These entries must be printed again exactly as they are.

*** Material for this task Section Begins ***

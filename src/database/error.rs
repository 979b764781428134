//! Database error types.

use std::io::ErrorKind;
use thiserror::Error;

/// SQLSTATE MySQL reports for `ER_CON_COUNT_ERROR`.
const SQLSTATE_TOO_MANY_CONNECTIONS: &str = "08004";

#[derive(Debug, Error)]
pub enum DbError {
    /// A pool could not be built from the given configuration.
    #[error("invalid pool configuration: {0}")]
    InvalidConfig(String),

    /// Connection-level failure, already phrased for operators.
    #[error("{0}")]
    Connection(String),

    #[error(transparent)]
    Driver(sqlx::Error),
}

impl DbError {
    /// Translate a driver error, replacing well-known connection failures
    /// with a short operator-facing message. Used on the query path only;
    /// liveness checks keep the driver's own text.
    pub fn from_driver(err: sqlx::Error) -> Self {
        match connection_message(&err) {
            Some(message) => DbError::Connection(message.to_string()),
            None => DbError::Driver(err),
        }
    }
}

fn connection_message(err: &sqlx::Error) -> Option<&'static str> {
    match err {
        sqlx::Error::Io(io) => match io.kind() {
            ErrorKind::ConnectionRefused => Some("Database connection was refused."),
            ErrorKind::ConnectionReset
            | ErrorKind::ConnectionAborted
            | ErrorKind::BrokenPipe
            | ErrorKind::UnexpectedEof => Some("Database connection was closed."),
            _ => None,
        },
        // The lazy pool keeps retrying a refused connect until the acquire
        // deadline, so this is usually an unreachable server.
        sqlx::Error::PoolTimedOut => Some("Timed out waiting for a database connection."),
        sqlx::Error::PoolClosed => Some("Database connection was closed."),
        sqlx::Error::Database(db) => match db.code() {
            Some(code) if code == SQLSTATE_TOO_MANY_CONNECTIONS => {
                Some("Database has too many connections.")
            }
            _ => None,
        },
        _ => None,
    }
}

#[cfg(test)]
mod tests {
    use super::*;
    use std::io;

    #[test]
    fn test_refused_connection_message() {
        let err = DbError::from_driver(sqlx::Error::Io(io::Error::from(ErrorKind::ConnectionRefused)));
        assert_eq!(err.to_string(), "Database connection was refused.");
    }

    #[test]
    fn test_lost_connection_message() {
        let err = DbError::from_driver(sqlx::Error::Io(io::Error::from(ErrorKind::ConnectionReset)));
        assert_eq!(err.to_string(), "Database connection was closed.");

        let err = DbError::from_driver(sqlx::Error::PoolClosed);
        assert_eq!(err.to_string(), "Database connection was closed.");
    }

    #[test]
    fn test_acquire_timeout_is_not_reported_as_exhaustion() {
        let err = DbError::from_driver(sqlx::Error::PoolTimedOut);
        assert_eq!(err.to_string(), "Timed out waiting for a database connection.");
    }

    #[test]
    fn test_driver_variant_keeps_raw_text() {
        let err = DbError::Driver(sqlx::Error::PoolTimedOut);
        assert_eq!(err.to_string(), sqlx::Error::PoolTimedOut.to_string());
    }

    #[test]
    fn test_other_errors_keep_driver_text() {
        let err = DbError::from_driver(sqlx::Error::RowNotFound);
        assert!(matches!(err, DbError::Driver(_)));
        assert_eq!(err.to_string(), sqlx::Error::RowNotFound.to_string());
    }
}
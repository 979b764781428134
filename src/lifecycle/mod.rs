//! Lifecycle management subsystem.
//!
//! # Data Flow
//! ```text
//! Shutdown (shutdown.rs):
//!     Signal or escalation → Stop accepting → Drain → Close pools → Exit
//!
//! Signals (signals.rs):
//!     SIGTERM/SIGINT → Trigger graceful shutdown
//! ```
//!
//! # Design Decisions
//! - Ordered shutdown: stop accept, drain, close pools
//! - Drain has a deadline: in-flight work is abandoned after it
//! - Escalation exits with status 0 and leaves restarts to the supervisor

pub mod shutdown;
pub mod signals;

pub use shutdown::{ProcessExit, Shutdown, ShutdownCoordinator, SystemExit};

*** Material for this task Section Ends ***

■ Output for this task:
filename src/database/error.rs
repository 979b764781428134
//! Database error types.

use std::io::ErrorKind;
use thiserror::Error;

/// SQLSTATE MySQL reports for `ER_CON_COUNT_ERROR`.
const SQLSTATE_TOO_MANY_CONNECTIONS: &str = "08004";

#[derive(Debug, Error)]
pub enum DbError {
    /// A pool could not be built from the given configuration.
    #[error("invalid pool configuration: {0}")]
    InvalidConfig(String),

    /// Connection-level failure, already phrased for operators.
    #[error("{0}")]
    Connection(String),

    #[error(transparent)]
    Driver(sqlx::Error),
}

impl DbError {
    /// Translate a driver error, replacing well-known connection failures
    /// with a short operator-facing message. Used on the query path only;
    /// liveness checks keep the driver's own text.
    pub fn from_driver(err: sqlx::Error) -> Self {
        match connection_message(&err) {
            Some(message) => DbError::Connection(message.to_string()),
            None => DbError::Driver(err),
        }
    }
}

fn connection_message(err: &sqlx::Error) -> Option<&'static str> {
    match err {
        sqlx::Error::Io(io) => match io.kind() {
            ErrorKind::ConnectionRefused => Some("Database connection was refused."),
            ErrorKind::ConnectionReset
            | ErrorKind::ConnectionAborted
            | ErrorKind::BrokenPipe
            | ErrorKind::UnexpectedEof => Some("Database connection was closed."),
            _ => None,
        },
        // The lazy pool keeps retrying a refused connect until the acquire
        // deadline, so this is usually an unreachable server.
        sqlx::Error::PoolTimedOut => Some("Timed out waiting for a database connection."),
        sqlx::Error::PoolClosed => Some("Database connection was closed."),
        sqlx::Error::Database(db) => match db.code() {
            Some(code) if code == SQLSTATE_TOO_MANY_CONNECTIONS => {
                Some("Database has too many connections.")
            }
            _ => None,
        },
        _ => None,
    }
}

#[cfg(test)]
mod tests {
    use super::*;
    use std::io;

    #[test]
    fn test_refused_connection_message() {
        let err = DbError::from_driver(sqlx::Error::Io(io::Error::from(ErrorKind::ConnectionRefused)));
        assert_eq!(err.to_string(), "Database connection was refused.");
    }

    #[test]
    fn test_lost_connection_message() {
        let err = DbError::from_driver(sqlx::Error::Io(io::Error::from(ErrorKind::ConnectionReset)));
        assert_eq!(err.to_string(), "Database connection was closed.");

        let err = DbError::from_driver(sqlx::Error::PoolClosed);
        assert_eq!(err.to_string(), "Database connection was closed.");
    }

    #[test]
    fn test_acquire_timeout_is_not_reported_as_exhaustion() {
        let err = DbError::from_driver(sqlx::Error::PoolTimedOut);
        assert_eq!(err.to_string(), "Timed out waiting for a database connection.");
    }

    #[test]
    fn test_driver_variant_keeps_raw_text() {
        let err = DbError::Driver(sqlx::Error::PoolTimedOut);
        assert_eq!(err.to_string(), sqlx::Error::PoolTimedOut.to_string());
    }

    #[test]
    fn test_other_errors_keep_driver_text() {
        let err = DbError::from_driver(sqlx::Error::RowNotFound);
        assert!(matches!(err, DbError::Driver(_)));
        assert_eq!(err.to_string(), sqlx::Error::RowNotFound.to_string());
    }
}
repository 979b764781428134
filename src/lifecycle/mod.rs
//! Lifecycle management subsystem.
//!
//! # Data Flow
//! ```text
//! Shutdown (shutdown.rs):
//!     Signal or escalation → Stop accepting → Drain → Close pools → Exit
//!
//! Signals (signals.rs):
//!     SIGTERM/SIGINT → Trigger graceful shutdown
//! ```
//!
//! # Design Decisions
//! - Ordered shutdown: stop accept, drain, close pools
//! - Drain has a deadline: in-flight work is abandoned after it
//! - Escalation exits with status 0 and leaves restarts to the supervisor

pub mod shutdown;
pub mod signals;

pub use shutdown::{ProcessExit, Shutdown, ShutdownCoordinator, SystemExit};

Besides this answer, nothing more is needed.